Isolde hadn’t included Vicky, but then Vicky couldn’t want anything. She wasn’t afraid to fly in the faces of the Trustees and the whole League and they wouldn’t mind if she did. She was as clever as she was pretty. She could take the old dresses which Mrs. Custer and Mrs. White, the Trustees’ wives, and Mrs. Deering whom Isolde had visited in Chicago, and Godmother Jocelyn sent every now and then and make the stunningest new dresses. And once an artist from New York had painted her portrait and exhibited it in Paris and had won a medal for it. The League ladies approved of that and always told of it.

Vicky had whole processions of beaux who came and crowded in the chairs in the front room or sat on the broad window sills of the open windows smoking while she talked to them or played for them. Isolde’s few beaux were not noisy and jolly like Vick’s—they all looked as though the League might have picked them out from some assortment. They usually read to Isolde verses of their own or made her read them some of Dad’s. Maybe, Sidney’s thoughts shot out at a new angle—maybe Isolde did not like beaux who were poets, liked Vick’s kind of men better.

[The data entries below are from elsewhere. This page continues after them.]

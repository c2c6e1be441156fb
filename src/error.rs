//! Host-side top-level error
//!
//! Same exit code table as the in-container builder.

use std::path::PathBuf;

use localstack_builder::error::{
    EXIT_CONFIG, EXIT_ENVIRONMENT, EXIT_PREREQUISITE, EXIT_STATE, EXIT_TRANSIENT,
};
use localstack_builder::resolve::ResolveError;
use localstack_builder::store::StoreError;
use localstack_model::ModelError;

use crate::config::ConfigError;
use crate::container::{ContextError, RuntimeError};

/// Errors that abort a host command
#[derive(Debug, thiserror::Error)]
pub enum LocalstackError {
    #[error(transparent)]
    Config(#[from] ConfigError),

    #[error("configuration error: {0}")]
    Model(#[from] ModelError),

    #[error("unsupported device '{device}'; supported devices: {supported}")]
    UnsupportedDevice { device: String, supported: String },

    #[error("stack is not deployed: no deploy record at {0:?}; run `localstack deploy` first")]
    NotDeployed(PathBuf),

    #[error("version resolution failed: {0}")]
    Resolve(#[from] ResolveError),

    #[error("release store error: {0}")]
    Store(#[from] StoreError),

    #[error("container runtime error: {0}")]
    Runtime(#[from] RuntimeError),

    #[error("build context error: {0}")]
    Context(#[from] ContextError),

    #[error("aborted by user")]
    Aborted,

    #[error("I/O error: {0}")]
    Io(#[from] std::io::Error),
}

impl LocalstackError {
    /// Process exit code for this error
    pub fn exit_code(&self) -> i32 {
        match self {
            LocalstackError::Config(_)
            | LocalstackError::Model(_)
            | LocalstackError::UnsupportedDevice { .. }
            | LocalstackError::Aborted => EXIT_CONFIG,
            LocalstackError::NotDeployed(_) => EXIT_PREREQUISITE,
            LocalstackError::Resolve(ResolveError::Exhausted { .. }) => EXIT_TRANSIENT,
            LocalstackError::Resolve(_) => EXIT_PREREQUISITE,
            LocalstackError::Store(_) => EXIT_STATE,
            LocalstackError::Context(ContextError::MissingBuilder(_)) => EXIT_PREREQUISITE,
            LocalstackError::Runtime(_) | LocalstackError::Context(_) | LocalstackError::Io(_) => {
                EXIT_ENVIRONMENT
            }
        }
    }
}

#[cfg(test)]
mod tests {
    use super::*;

    #[test]
    fn test_exit_codes() {
        assert_eq!(LocalstackError::NotDeployed(PathBuf::from("/x")).exit_code(), 10);
        assert_eq!(
            LocalstackError::Runtime(RuntimeError::ExecFailed { code: 60 }).exit_code(),
            20
        );
        assert_eq!(LocalstackError::Config(ConfigError::MissingDevice).exit_code(), 1);
        assert_eq!(
            LocalstackError::Resolve(ResolveError::Missing {
                what: "chromium version".to_string(),
                url: "https://omahaproxy.appspot.com/all.json".to_string(),
            })
            .exit_code(),
            10
        );
    }
}
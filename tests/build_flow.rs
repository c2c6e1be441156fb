//! Host command flows against a mock runtime and static upstream metadata
//!
//! - deploy: context, image and deploy record
//! - build: up-to-date short circuit, initial build plan and launch
//! - prerequisites: missing deploy record

use std::cell::Cell;
use std::fs;
use std::path::Path;

use serde_json::json;
use tempfile::TempDir;

use localstack::container::RuntimeCall;
use localstack::{
    build, container_command, deploy, BuildOutcome, DeployOptions, DeployRecord,
    EffectiveConfig, LocalstackError, MockRuntime, Orchestrator, StateLayout,
};
use localstack_builder::resolve::{Endpoints, CHROME_URL_LATEST, STACK_URL_LATEST};
use localstack_builder::{write_checkpoint, BlobStore, FsBlobStore, StaticMetadataSource};
use localstack_model::{layout, BuildConfig, BuildPlan, ComponentVersionSet};

// =============================================================================
// Helpers
// =============================================================================

fn effective(state_dir: &Path) -> EffectiveConfig {
    EffectiveConfig::build(
        None,
        Some(json!({
            "device": "crosshatch",
            "stack_version": "v5",
            "state_dir": state_dir,
        })),
    )
    .expect("config should merge")
}

fn fake_builder(dir: &Path) -> std::path::PathBuf {
    let path = dir.join("localstack-builder");
    fs::write(&path, b"#!/bin/sh\nexit 0\n").unwrap();
    path
}

fn upstream() -> StaticMetadataSource {
    let e = Endpoints::default();
    StaticMetadataSource::new()
        .with(STACK_URL_LATEST, json!({"name": "v5"}))
        .with(
            CHROME_URL_LATEST,
            json!([{"os": "android", "versions": [
                {"channel": "stable", "current_version": "90.0.4430.1"}
            ]}]),
        )
        .with(
            e.fdroid_json("10.0"),
            json!({"client": "1.9", "privilegedextention": "0.2.10"}),
        )
        .with(
            e.aosp_json("10.0"),
            json!({"crosshatch": {"build": "QQ3A.200805.001", "branch": "android-10.0.0_r41"}}),
        )
}

fn latest() -> ComponentVersionSet {
    ComponentVersionSet {
        stack: "v5".to_string(),
        platform_build: "QQ3A.200805.001".to_string(),
        platform_branch: "android-10.0.0_r41".to_string(),
        browser_engine: "90.0.4430.1".to_string(),
        app_store_client: "1.9".to_string(),
        privileged_extension: "0.2.10".to_string(),
    }
}

/// Deploy into `state` and return the build config
fn deployed(state: &TempDir, runtime: &MockRuntime) -> BuildConfig {
    let effective = effective(state.path());
    let builder = fake_builder(state.path());
    deploy(&effective, runtime, &builder, &DeployOptions::default(), |_| true)
        .expect("deploy should succeed");
    effective.to_build_config().unwrap()
}

// =============================================================================
// Deploy
// =============================================================================

#[test]
fn test_deploy_builds_image_and_records() {
    let state = TempDir::new().unwrap();
    let runtime = MockRuntime::new();
    let config = deployed(&state, &runtime);

    let layout = StateLayout::new(&config.state_dir);
    let record = DeployRecord::load(&layout.deploy_record()).expect("record should load");
    assert_eq!(record.device, "crosshatch");
    assert_eq!(record.stack_version, "v5");
    assert_eq!(record.image, "localstack-build-image");
    assert_eq!(record.context_digest.len(), 64);

    let context = layout.context_dir();
    for file in ["Dockerfile", "build.sh", "build-config.json", "localstack-builder"] {
        assert!(context.join(file).is_file(), "missing {}", file);
    }
    assert!(layout.effective_config().is_file());
    assert!(layout.release_dir().is_dir());

    assert_eq!(
        runtime.calls(),
        vec![RuntimeCall::BuildImage("localstack-build-image".to_string())]
    );
}

#[test]
fn test_deploy_declined_writes_nothing() {
    let state = TempDir::new().unwrap();
    let runtime = MockRuntime::new();
    let builder = fake_builder(state.path());

    let err = deploy(
        &effective(state.path()),
        &runtime,
        &builder,
        &DeployOptions::default(),
        |_| false,
    )
    .unwrap_err();

    assert!(matches!(err, LocalstackError::Aborted));
    assert!(!StateLayout::new(state.path()).root.exists());
    assert!(runtime.calls().is_empty());
}

#[test]
fn test_deploy_unsupported_device() {
    let state = TempDir::new().unwrap();
    let runtime = MockRuntime::new();
    let builder = fake_builder(state.path());
    let effective = EffectiveConfig::build(
        None,
        Some(json!({"device": "hammerhead", "state_dir": state.path()})),
    )
    .unwrap();

    let err = deploy(&effective, &runtime, &builder, &DeployOptions::default(), |_| true)
        .unwrap_err();
    assert!(matches!(err, LocalstackError::UnsupportedDevice { .. }));
    assert_eq!(err.exit_code(), 1);
}

#[test]
fn test_deploy_saves_config() {
    let state = TempDir::new().unwrap();
    let runtime = MockRuntime::new();
    let builder = fake_builder(state.path());
    let saved = state.path().join("config.toml");
    let options = DeployOptions {
        save_config: Some(saved.clone()),
        verbose: false,
    };

    deploy(&effective(state.path()), &runtime, &builder, &options, |_| true).unwrap();

    let reloaded = EffectiveConfig::build(Some(saved.as_path()), None).unwrap();
    assert_eq!(reloaded.get_str("device"), Some("crosshatch"));
    assert_eq!(reloaded.get_str("stack_version"), Some("v5"));
}

// =============================================================================
// Build
// =============================================================================

#[test]
fn test_build_up_to_date_never_launches() {
    let state = TempDir::new().unwrap();
    let runtime = MockRuntime::new();
    let config = deployed(&state, &runtime);
    let deploy_calls = runtime.calls().len();

    let release = StateLayout::new(&config.state_dir).release_dir();
    write_checkpoint(&FsBlobStore::new(&release), "crosshatch", &latest()).unwrap();

    let launched = Cell::new(false);
    let outcome = build(&config, false, &upstream(), |_| {
        launched.set(true);
        Ok(())
    })
    .unwrap();

    assert_eq!(outcome, BuildOutcome::UpToDate);
    assert!(!launched.get());
    assert_eq!(runtime.calls().len(), deploy_calls);
    assert!(!release.join(layout::BUILD_PLAN).exists());
}

#[test]
fn test_build_forced_when_up_to_date() {
    let state = TempDir::new().unwrap();
    let runtime = MockRuntime::new();
    let config = deployed(&state, &runtime);
    let release = StateLayout::new(&config.state_dir).release_dir();
    write_checkpoint(&FsBlobStore::new(&release), "crosshatch", &latest()).unwrap();

    let outcome = build(&config, true, &upstream(), |_| Ok(())).unwrap();
    match outcome {
        BuildOutcome::Built(plan) => {
            assert!(plan.force);
            assert_eq!(plan.reasons.len(), 1);
            assert!(plan.reasons[0].contains("forced"));
        }
        other => panic!("expected a build, got {:?}", other),
    }
}

#[test]
fn test_initial_build_writes_plan_and_runs_container() {
    let state = TempDir::new().unwrap();
    let runtime = MockRuntime::new();
    let config = deployed(&state, &runtime);
    let release = StateLayout::new(&config.state_dir).release_dir();

    let outcome = build(&config, false, &upstream(), |_| {
        Orchestrator::new(&runtime, release.clone())
            .run(&container_command(), &[])
            .map_err(LocalstackError::from)
    })
    .unwrap();

    let plan = match outcome {
        BuildOutcome::Built(plan) => plan,
        other => panic!("expected a build, got {:?}", other),
    };
    assert_eq!(plan.device, "crosshatch");
    assert_eq!(plan.reasons, vec!["initial build".to_string()]);
    assert_eq!(plan.latest, latest());

    let written = BuildPlan::from_file(&release.join(layout::BUILD_PLAN)).unwrap();
    assert_eq!(written.run_id, plan.run_id);

    let exec = runtime
        .calls()
        .into_iter()
        .find_map(|call| match call {
            RuntimeCall::Exec(_, command) => Some(command),
            _ => None,
        })
        .expect("builder should be exec'd");
    assert_eq!(exec, container_command());
    assert!(runtime.calls().contains(&RuntimeCall::Stop("mock-1".to_string())));
}

#[test]
fn test_interrupted_first_checkpoint_is_initial_build() {
    let state = TempDir::new().unwrap();
    let runtime = MockRuntime::new();
    let config = deployed(&state, &runtime);
    let store = FsBlobStore::new(StateLayout::new(&config.state_dir).release_dir());
    store.put_string(layout::CHROMIUM_REVISION, "89.0.4389.105").unwrap();

    match build(&config, false, &upstream(), |_| Ok(())).unwrap() {
        BuildOutcome::Built(plan) => {
            assert_eq!(plan.reasons, vec!["initial build".to_string()]);
        }
        other => panic!("expected a build, got {:?}", other),
    }
}

#[test]
fn test_build_failure_propagates_from_launch() {
    let state = TempDir::new().unwrap();
    let runtime = MockRuntime::new().with_exec_exit_code(60);
    let config = deployed(&state, &runtime);
    let release = StateLayout::new(&config.state_dir).release_dir();

    let err = build(&config, false, &upstream(), |_| {
        Orchestrator::new(&runtime, release.clone())
            .run(&container_command(), &[])
            .map_err(LocalstackError::from)
    })
    .unwrap_err();
    assert_eq!(err.exit_code(), 20);
}

#[test]
fn test_build_without_deploy_is_prerequisite_error() {
    let state = TempDir::new().unwrap();
    let config = effective(state.path()).to_build_config().unwrap();

    let launched = Cell::new(false);
    let err = build(&config, false, &upstream(), |_| {
        launched.set(true);
        Ok(())
    })
    .unwrap_err();

    assert!(matches!(err, LocalstackError::NotDeployed(_)));
    assert_eq!(err.exit_code(), 10);
    assert!(!launched.get());
}

#[test]
fn test_build_rejects_device_mismatch() {
    let state = TempDir::new().unwrap();
    let runtime = MockRuntime::new();
    let mut config = deployed(&state, &runtime);
    config.device = "blueline".to_string();

    let err = build(&config, false, &upstream(), |_| Ok(())).unwrap_err();
    assert!(err.to_string().contains("deployed for crosshatch"));
}
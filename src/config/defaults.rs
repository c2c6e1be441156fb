//! Built-in defaults (layer 1)
//!
//! Everything except the device has a usable default.

use serde::{Deserialize, Serialize};
use std::env;
use std::path::PathBuf;
use std::thread;

/// Release URL the updater app polls unless configured
pub const DEFAULT_RELEASE_URL: &str = "https://ota.ballmerlabs.net";

/// Built-in default configuration values
#[derive(Debug, Clone, Serialize, Deserialize)]
pub struct BuiltinDefaults {
    /// Stack name (default: "localstack")
    pub name: String,

    /// Version of the running stack
    pub stack_version: String,

    pub ignore_version_checks: bool,

    pub enable_attestation: bool,

    /// Parallel jobs (default: available CPUs)
    pub nproc: u32,

    /// Directory holding `.localstack` (default: $HOME)
    pub state_dir: PathBuf,

    /// Release channel (default: "stable")
    pub release_channel: String,

    /// Build variant (default: "user")
    pub build_type: String,

    /// Android version line (default: "10.0")
    pub android_version: String,

    pub release_url: String,
}

impl Default for BuiltinDefaults {
    fn default() -> Self {
        let nproc = thread::available_parallelism()
            .map(|n| n.get() as u32)
            .unwrap_or(1);
        let state_dir = env::var_os("HOME")
            .map(PathBuf::from)
            .unwrap_or_else(|| PathBuf::from("."));
        Self {
            name: "localstack".to_string(),
            stack_version: env!("CARGO_PKG_VERSION").to_string(),
            ignore_version_checks: false,
            enable_attestation: false,
            nproc,
            state_dir,
            release_channel: "stable".to_string(),
            build_type: "user".to_string(),
            android_version: "10.0".to_string(),
            release_url: DEFAULT_RELEASE_URL.to_string(),
        }
    }
}

impl BuiltinDefaults {
    /// Convert to JSON Value for merging
    pub fn to_value(&self) -> serde_json::Value {
        serde_json::json!({
            "name": self.name,
            "stack_version": self.stack_version,
            "ignore_version_checks": self.ignore_version_checks,
            "enable_attestation": self.enable_attestation,
            "nproc": self.nproc,
            "state_dir": self.state_dir.to_string_lossy(),
            "release_channel": self.release_channel,
            "build_type": self.build_type,
            "android_version": self.android_version,
            "release_url": self.release_url,
        })
    }
}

Trude had only one beau and Sidney had never seen him because Trude had had him when she was visiting Aunt Edith White. Trude and Isolde had whispered a great deal about him and Trude had let Isolde read his letters. Then a letter had come that had made Trude look all queer and white and Isolde, after she had read it, had gone to Trude and put her arms around her neck and Isolde only did a thing like that when something dreadful happened. Sidney had hoped that she might find the letter lying around somewhere so carelessly that she could be pardoned for reading it, but though she had looked everywhere she had never found it. She had had to piece together Trude’s romance from the fabric of her agile imagination.

Sidney had often tried to make herself hate the old house. Though it was a jolly, rambly place it was so very down-at-the heels and the light that poured in through the windows made things look even barer and shabbier. Nancy Stevens lived in one of the new bungalows near the school and it was beautiful with shiny furniture and rugs that felt like woolly bed slippers under one’s tread and two pairs of curtains at each window and Nancy’s own room was all pink even to the ruffled stuff hung over her bed like a tent. But Sidney had once heard Mrs. Milliken say to Isolde: “I hope, dear girl, that you will not be tempted to change this fine old house in any way—to leave it just as your father lived in it is the greatest tribute we can pay to his memory.” After that Sidney knew there was no use hinting for even one pair of curtains. But her sisters had seemed quite contented.

There had been a disturbing ring of finality to Isolde’s, “You can’t get away from it,” that seemed almost to slap Sidney in the face. Would they always—at least she and Isolde and Trude, Vick would manage to escape someway—be bound down there in the “quaint” bare house with the Trustees sending their skimpy allowances and long letters of advice and the ladies of the League of Poets coming and going and owning them body and soul? What was to prevent such a fate? They didn’t have money enough to just say—“Dear ladies, take the old house and the desk and the pens and pencils and the old coat—they’re yours—” and run away and do what they pleased; probably a whole dozen of Eggs would not get them anywhere!

“What are you doing mooning there in the window?” cried Vick from the open door. Her arms were filled with a litter of boxes and old portfolios. “Where’s Isolde? I want her to know I dusted things in the study.”

“Isolde’s writing letters. Then she’s going to dye something.”

“On Saturday!”

“Yes. I’m going to receive the League visitors today.”

“You!” Victoria went off into such a peal of laughter that she had to lean against the door frame. “Oh—how funny! What’s ever in the air today.”